In my grandfather’s day, and he was once a telegraph boy on the railroad, you went into a telegraph office and wrote down your message on a pad of paper, and the operator keyed it in Morse code onto the line. It was then relayed a couple of times end ended up, say, in San Francisco, where the last operator copied it down, typed it, and sent a messenger on a bicycle off to deliver it for you — in mere hours! Grandpa taught me quite a bit of the code when I was young and to the end of his days considered it a very useful thing for anyone to know how to do.

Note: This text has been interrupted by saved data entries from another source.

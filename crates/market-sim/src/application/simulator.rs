use log::{debug, info, warn};
use rand::rngs::StdRng;
use rand::{Rng, SeedableRng};
use std::collections::HashMap;

use crate::domain::{
    MarketState, ShockModel,
    accounting::{clip_price, firm_profit, floor_investment, rd_cost},
    allocation::{allocate_shares, innovation_power},
    demand::compute_demand,
};
use crate::error::{MarketError, Result};
use crate::model::{
    FirmAction, FirmId, MarketConfig, Observation, Regime, ResetInfo, StepInfo, StepOutcome,
};

/// Round-based oligopoly market
///
/// Each `step` runs, in order: clipping, innovation accumulation, regime
/// transition, shock draws, demand, softmax allocation, quantities and
/// marginal cost, profit, observation and termination. Prices are clipped
/// with the marginal cost from the previous period; profits use the cost
/// recomputed from this period's supplier shock.
///
/// Given the same seed and action sequence, trajectories are bit-identical.
pub struct MarketSimulator {
    config: MarketConfig,
    firms: Vec<FirmId>,
    shocks: ShockModel,
    rng: StdRng,
    /// `None` until the first `reset`
    state: Option<MarketState>,
}

impl MarketSimulator {
    /// Create a simulator seeded from OS entropy
    pub fn new(config: MarketConfig) -> Result<Self> {
        Self::with_rng(config, StdRng::from_entropy())
    }

    /// Create with a specific seed for reproducible simulations
    pub fn with_seed(config: MarketConfig, seed: u64) -> Result<Self> {
        Self::with_rng(config, StdRng::seed_from_u64(seed))
    }

    fn with_rng(config: MarketConfig, rng: StdRng) -> Result<Self> {
        config.validate()?;
        let shocks = ShockModel::new(&config)?;
        let firms = FirmId::all(config.n_firms);

        Ok(Self {
            config,
            firms,
            shocks,
            rng,
            state: None,
        })
    }

    pub fn config(&self) -> &MarketConfig {
        &self.config
    }

    /// Firm ids in index order
    pub fn firms(&self) -> &[FirmId] {
        &self.firms
    }

    /// Current state, `None` before the first `reset`
    pub fn state(&self) -> Option<&MarketState> {
        self.state.as_ref()
    }

    pub fn observation_len(&self) -> usize {
        Observation::vector_len(self.config.n_firms)
    }

    /// Reinitialize the market
    ///
    /// With `Some(seed)` the RNG is reseeded first; with `None` the current
    /// random stream continues.
    pub fn reset(&mut self, seed: Option<u64>) -> (Vec<Observation>, ResetInfo) {
        if let Some(seed) = seed {
            self.rng = StdRng::seed_from_u64(seed);
        }

        let floor = self.config.price_floor();
        let ceiling = self.config.price_ceiling;
        let prices: Vec<f64> = (0..self.config.n_firms)
            .map(|_| self.rng.gen_range(floor..=ceiling))
            .collect();

        let regime = if self.rng.gen_bool(0.5) {
            Regime::Boom
        } else {
            Regime::Recession
        };
        let supplier_shock = self.shocks.supplier_shock(&mut self.rng);

        let state = MarketState::initial(&self.config, prices, regime, supplier_shock);
        info!(
            "Market reset: {} firms, regime={}, seed={:?}",
            self.config.n_firms, regime, seed
        );

        let observations = self.broadcast(state.observation());
        self.state = Some(state);

        (observations, ResetInfo { seed })
    }

    /// Advance one period with actions keyed by firm id
    ///
    /// Every firm must have exactly one action; unknown ids are rejected.
    pub fn step(&mut self, actions: &HashMap<FirmId, FirmAction>) -> Result<StepOutcome> {
        if self.state.is_none() {
            return Err(MarketError::NotReset);
        }
        if let Some(unknown) = actions.keys().find(|f| f.index() >= self.config.n_firms) {
            warn!("Rejected action for unknown firm {}", unknown);
            return Err(MarketError::UnknownFirm(*unknown));
        }

        let ordered = self
            .firms
            .iter()
            .map(|firm| actions.get(firm).copied().ok_or(MarketError::MissingAction(*firm)))
            .collect::<Result<Vec<_>>>()?;

        self.step_indexed(&ordered)
    }

    /// Advance one period with actions in firm-index order
    pub fn step_indexed(&mut self, actions: &[FirmAction]) -> Result<StepOutcome> {
        let config = &self.config;
        let state = self.state.as_mut().ok_or(MarketError::NotReset)?;

        if actions.len() != config.n_firms {
            return Err(MarketError::ActionCount {
                expected: config.n_firms,
                got: actions.len(),
            });
        }
        let rd_investments = check_actions(config, state, actions)?;

        state.step_index += 1;

        // 1. Regulation: clip against last period's marginal cost
        state.prices = actions
            .iter()
            .zip(&state.marginal_costs)
            .map(|(a, mc)| clip_price(config, a.price, *mc))
            .collect();

        // 2. Innovation
        for (stock, investment) in state.innovation_stocks.iter_mut().zip(&rd_investments) {
            *stock += investment;
        }

        // 3-4. Exogenous shocks
        let draws = self.shocks.evolve(
            state.economic_regime,
            state.substitute_pressure,
            &mut self.rng,
        );
        state.economic_regime = draws.regime;
        state.supplier_shock = draws.supplier_shock;
        state.substitute_pressure = draws.substitute_pressure;

        // 5. Demand from this period's clipped prices
        let demand = compute_demand(
            config,
            draws.cycle_multiplier,
            state.avg_price(),
            state.substitute_pressure,
        );
        state.total_demand = demand.total;
        state.effective_demand = demand.effective;

        // 6. Softmax competition
        let beta = innovation_power(config, state.step_index, state.total_innovation());
        state.market_shares = allocate_shares(
            config,
            state.step_index,
            &state.prices,
            &state.innovation_stocks,
        );

        // 7. Quantities and market-wide marginal cost
        let quantities = state.quantities();
        let marginal_cost = config.base_marginal_cost * state.supplier_shock;
        state.marginal_costs = vec![marginal_cost; config.n_firms];

        // 8. Profit
        let profits: Vec<_> = (0..config.n_firms)
            .map(|i| {
                firm_profit(
                    config,
                    state.prices[i],
                    quantities[i],
                    state.marginal_costs[i],
                    rd_investments[i],
                )
            })
            .collect();
        let rewards: Vec<f64> = profits.iter().map(|p| p.profit).collect();

        // 9. Observation and termination
        let done = state.step_index >= config.max_steps;
        let observation = state.observation();

        debug!(
            "Step {}: regime={} demand={:.2} avg_price={:.2} shares={:?}",
            state.step_index,
            state.economic_regime,
            state.effective_demand,
            observation.avg_price,
            state.market_shares
        );
        if done {
            info!("Episode finished after {} steps", state.step_index);
        }

        let info = StepInfo {
            quantities,
            rd_investments,
            cycle_multiplier: draws.cycle_multiplier,
            innovation_power: beta,
            total_demand: demand.total,
            profits,
        };

        Ok(StepOutcome {
            observations: self.broadcast(observation),
            rewards,
            dones: vec![done; config.n_firms],
            info,
        })
    }

    fn broadcast(&self, observation: Observation) -> Vec<Observation> {
        vec![observation; self.config.n_firms]
    }
}

/// Floored investments, or the first firm whose action would make the
/// period's arithmetic non-finite
///
/// Covers the action itself, its quadratic R&D cost, the accumulated and
/// aggregate innovation stocks, and the innovation term of the utility.
/// Runs before any state is touched.
fn check_actions(
    config: &MarketConfig,
    state: &MarketState,
    actions: &[FirmAction],
) -> Result<Vec<f64>> {
    let investments: Vec<f64> = actions
        .iter()
        .map(|a| floor_investment(a.investment))
        .collect();

    let mut stocks = Vec::with_capacity(actions.len());
    let mut total = 0.0;
    for (i, action) in actions.iter().enumerate() {
        let stock = state.innovation_stocks[i] + investments[i];
        total += stock;
        let cost = rd_cost(config, investments[i]);
        if !action.is_finite() || !stock.is_finite() || !cost.is_finite() || !total.is_finite() {
            warn!("Rejected non-finite action for firm_{}", i);
            return Err(MarketError::NonFiniteAction {
                firm: FirmId::new(i),
            });
        }
        stocks.push(stock);
    }

    let beta = innovation_power(config, state.step_index + 1, total);
    if let Some(i) = stocks.iter().position(|stock| !(beta * stock).is_finite()) {
        warn!("Rejected innovation stock overflow for firm_{}", i);
        return Err(MarketError::NonFiniteAction {
            firm: FirmId::new(i),
        });
    }

    Ok(investments)
}

#[cfg(test)]
mod tests {
    use super::*;

    fn uniform_actions(n: usize, price: f64, investment: f64) -> Vec<FirmAction> {
        vec![FirmAction::new(price, investment); n]
    }

    #[test]
    fn test_step_before_reset_fails() {
        let mut sim = MarketSimulator::with_seed(MarketConfig::default(), 1).unwrap();
        let result = sim.step_indexed(&uniform_actions(3, 150.0, 0.0));
        assert_eq!(result.unwrap_err(), MarketError::NotReset);
        assert!(sim.state().is_none());
    }

    #[test]
    fn test_invalid_config_rejected() {
        let config = MarketConfig::with_firms(0, 10);
        assert!(matches!(
            MarketSimulator::new(config),
            Err(MarketError::Config(_))
        ));
    }

    #[test]
    fn test_reset_initial_conditions() {
        let mut sim = MarketSimulator::new(MarketConfig::default()).unwrap();
        let (obs, info) = sim.reset(Some(42));

        assert_eq!(info.seed, Some(42));
        assert_eq!(obs.len(), 3);
        assert_eq!(obs[0].to_vector().len(), sim.observation_len());

        let state = sim.state().unwrap();
        assert_eq!(state.step_index, 0);
        assert!(state.prices.iter().all(|p| (81.0..=250.0).contains(p)));
        assert_eq!(state.innovation_stocks, vec![0.0; 3]);
        assert!(state.supplier_shock > 0.0);
    }

    #[test]
    fn test_wrong_action_count() {
        let mut sim = MarketSimulator::with_seed(MarketConfig::default(), 1).unwrap();
        sim.reset(None);
        let err = sim.step_indexed(&uniform_actions(2, 150.0, 0.0)).unwrap_err();
        assert_eq!(err, MarketError::ActionCount { expected: 3, got: 2 });
    }

    #[test]
    fn test_non_finite_action_leaves_state_untouched() {
        let mut sim = MarketSimulator::with_seed(MarketConfig::default(), 1).unwrap();
        sim.reset(None);
        let before = sim.state().cloned();

        let mut actions = uniform_actions(3, 150.0, 0.0);
        actions[1].price = f64::NAN;
        let err = sim.step_indexed(&actions).unwrap_err();

        assert_eq!(err, MarketError::NonFiniteAction { firm: FirmId::new(1) });
        assert_eq!(sim.state().cloned(), before);
    }

    #[test]
    fn test_missing_and_unknown_firms() {
        let mut sim = MarketSimulator::with_seed(MarketConfig::default(), 1).unwrap();
        sim.reset(None);

        let mut actions: HashMap<FirmId, FirmAction> = sim
            .firms()
            .iter()
            .take(2)
            .map(|f| (*f, FirmAction::new(150.0, 0.0)))
            .collect();
        assert_eq!(
            sim.step(&actions).unwrap_err(),
            MarketError::MissingAction(FirmId::new(2))
        );

        actions.insert(FirmId::new(2), FirmAction::new(150.0, 0.0));
        actions.insert(FirmId::new(7), FirmAction::new(150.0, 0.0));
        assert_eq!(
            sim.step(&actions).unwrap_err(),
            MarketError::UnknownFirm(FirmId::new(7))
        );
        assert_eq!(sim.state().unwrap().step_index, 0);
    }

    #[test]
    fn test_marginal_cost_follows_supplier_shock() {
        let mut sim = MarketSimulator::with_seed(MarketConfig::default(), 9).unwrap();
        sim.reset(None);
        sim.step_indexed(&uniform_actions(3, 150.0, 0.0)).unwrap();

        let state = sim.state().unwrap();
        let expected = 80.0 * state.supplier_shock;
        assert!(state.marginal_costs.iter().all(|mc| *mc == expected));
    }

    #[test]
    fn test_reward_matches_breakdown() {
        let mut sim = MarketSimulator::with_seed(MarketConfig::default(), 5).unwrap();
        sim.reset(None);
        let outcome = sim.step_indexed(&uniform_actions(3, 180.0, 4.0)).unwrap();

        for (reward, breakdown) in outcome.rewards.iter().zip(&outcome.info.profits) {
            assert_eq!(*reward, breakdown.profit);
        }
        let sold: f64 = outcome.info.quantities.iter().sum();
        let demand = sim.state().unwrap().effective_demand;
        assert!((sold - demand).abs() < 1e-9 * demand.max(1.0));
    }
}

Later, of course, the brass-and-wood telegraph key was replaced by the teletypewriter (which Western Union invented), which printed messages on long strips of paper, which were glued onto a message blank and sent out. Eventually they dispensed with the strips and just printed on the paper.

Western Union had the opportunity to purchase the patents on the telephone right after it was invented, but declined to do so on the theory that “no one will accept a verbal communication for any serious business purpose, they will insist on seeing it in writing.”

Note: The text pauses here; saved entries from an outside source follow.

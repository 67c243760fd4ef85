use oligopoly_core::{FirmAction, FirmId, Observation};
use oligopoly_ports::Policy;
use serde::{Deserialize, Serialize};

/// Always posts the same price and investment
#[derive(Debug, Clone, Copy, PartialEq, Serialize, Deserialize)]
pub struct FixedPolicy {
    pub price: f64,
    pub investment: f64,
}

impl FixedPolicy {
    pub fn new(price: f64, investment: f64) -> Self {
        Self { price, investment }
    }
}

impl Policy for FixedPolicy {
    fn name(&self) -> &str {
        "fixed"
    }

    fn act(&mut self, _firm: FirmId, _observation: &Observation) -> FirmAction {
        FirmAction::new(self.price, self.investment)
    }
}
use oligopoly_core::Regime;
use serde::{Deserialize, Serialize};

use crate::error::RecorderResult;

/// One firm's row of the trajectory log for one period
#[derive(Debug, Clone, PartialEq, Serialize, Deserialize)]
pub struct StepRecord {
    pub episode: u32,
    /// Zero-based period within the episode
    pub step: u32,
    /// Firm label, e.g. `firm_0`
    pub firm: String,
    pub price: f64,
    /// Investment as submitted by the policy, before flooring
    pub rd_investment: f64,
    pub innovation_stock: f64,
    pub market_share: f64,
    pub marginal_cost: f64,
    pub quantity: f64,
    pub profit_step: f64,
    pub cum_profit: f64,
    pub effective_demand: f64,
    pub economic_regime: Regime,
    pub substitute_pressure: f64,
}

/// Port for trajectory sinks
///
/// The simulator never performs I/O; the runner forwards each step's
/// records to a recorder.
pub trait TrajectoryRecorder: Send {
    /// Append one row
    fn record(&mut self, record: &StepRecord) -> RecorderResult<()>;

    /// Flush buffered rows (optional)
    fn finish(&mut self) -> RecorderResult<()> {
        Ok(())
    }
}
//! Undercutting Strategy
//!
//! A price-war rule that:
//! - Reads rivals' last posted prices from the observation
//! - Posts just below their average
//! - Never goes below its own marginal cost plus a safety margin

use log::debug;
use oligopoly_core::{FirmAction, FirmId, Observation};
use oligopoly_ports::Policy;
use serde::{Deserialize, Serialize};

#[derive(Debug, Clone, Copy, PartialEq, Serialize, Deserialize)]
#[serde(default)]
pub struct UndercutConfig {
    /// Amount below the rivals' mean price
    pub undercut: f64,
    /// Margin kept above marginal cost
    pub floor_margin: f64,
    pub investment: f64,
}

impl Default for UndercutConfig {
    fn default() -> Self {
        Self {
            undercut: 5.0,
            floor_margin: 2.0,
            investment: 0.0,
        }
    }
}

pub struct UndercutPolicy {
    config: UndercutConfig,
}

impl UndercutPolicy {
    pub fn new(config: UndercutConfig) -> Self {
        Self { config }
    }
}

impl Policy for UndercutPolicy {
    fn name(&self) -> &str {
        "undercut"
    }

    fn act(&mut self, firm: FirmId, observation: &Observation) -> FirmAction {
        let rivals = observation
            .mean_rival_price(firm)
            .unwrap_or(observation.avg_price);
        let floor = observation
            .marginal_cost(firm)
            .map(|mc| mc + self.config.floor_margin)
            .unwrap_or(0.0);

        let target = rivals - self.config.undercut;
        if target < floor {
            debug!(
                "[Undercut] {} at floor {:.2} (rivals {:.2})",
                firm, floor, rivals
            );
        }

        FirmAction::new(target.max(floor), self.config.investment)
    }
}
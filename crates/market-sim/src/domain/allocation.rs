//! Softmax competition
//!
//! Consumer utility for firm `i` is `-alpha * price_i + beta(t) * innovation_i`.
//! `beta(t)` grows linearly with elapsed steps and is dampened by total
//! innovation across the market, so R&D commoditizes as the industry
//! invests more.

use oligopoly_core::MarketConfig;

/// Innovation power at `step_index` given aggregate innovation
pub fn innovation_power(config: &MarketConfig, step_index: u32, total_innovation: f64) -> f64 {
    let mut beta = config.innovation_power * (1.0 + config.tech_progress_rate * f64::from(step_index));
    if total_innovation > 0.0 {
        beta /= 1.0 + config.innovation_diminishing * total_innovation;
    }
    beta
}

pub fn utilities(prices: &[f64], innovation: &[f64], alpha: f64, beta: f64) -> Vec<f64> {
    prices
        .iter()
        .zip(innovation)
        .map(|(price, stock)| -alpha * price + beta * stock)
        .collect()
}

/// Max-shifted softmax
///
/// The largest utility maps to `exp(0) = 1`, so the denominator is at
/// least 1 and nothing overflows. Utilities must be finite.
pub fn softmax(utilities: &[f64]) -> Vec<f64> {
    let max = utilities.iter().copied().fold(f64::NEG_INFINITY, f64::max);
    let exps: Vec<f64> = utilities.iter().map(|&u| (u - max).exp()).collect();
    let total: f64 = exps.iter().sum();
    exps.into_iter().map(|e| e / total).collect()
}

/// Market shares for this period's prices and innovation stocks
pub fn allocate_shares(
    config: &MarketConfig,
    step_index: u32,
    prices: &[f64],
    innovation: &[f64],
) -> Vec<f64> {
    let total_innovation: f64 = innovation.iter().sum();
    let beta = innovation_power(config, step_index, total_innovation);
    softmax(&utilities(prices, innovation, config.price_sensitivity, beta))
}
//! Oligopoly Ports
//!
//! Port definitions (traits) for the oligopoly market simulator.
//! These define the boundaries between the market core and its collaborators.

mod error;
mod policy;
mod recorder;

pub use error::{RecorderError, RecorderResult};
pub use policy::Policy;
pub use recorder::{StepRecord, TrajectoryRecorder};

But don’t snicker at them as backward, WU has a long history of great innovation and practical engineering. In 1861 they completed the first fully transcontinental telegraph line, in 1871 they started transferring money “by wire” (and the term is still called that in banking, even when its done via the Internet), in 1933 they invented the singing telegram, in 1935 they introduced inter-city faxing, in 1943 they were using microwaves to send messages between cities, in 1958 they invented the Telex, in 1974 they launched Westar, the first domestic communications satellite (and had 5 in orbit in 1982), and in 1993 they invented the first branded prepaid long-distance telephone card.

So, I guess they’re entitled to dump the telegram if they want to.  Still, I’ll kind of miss it.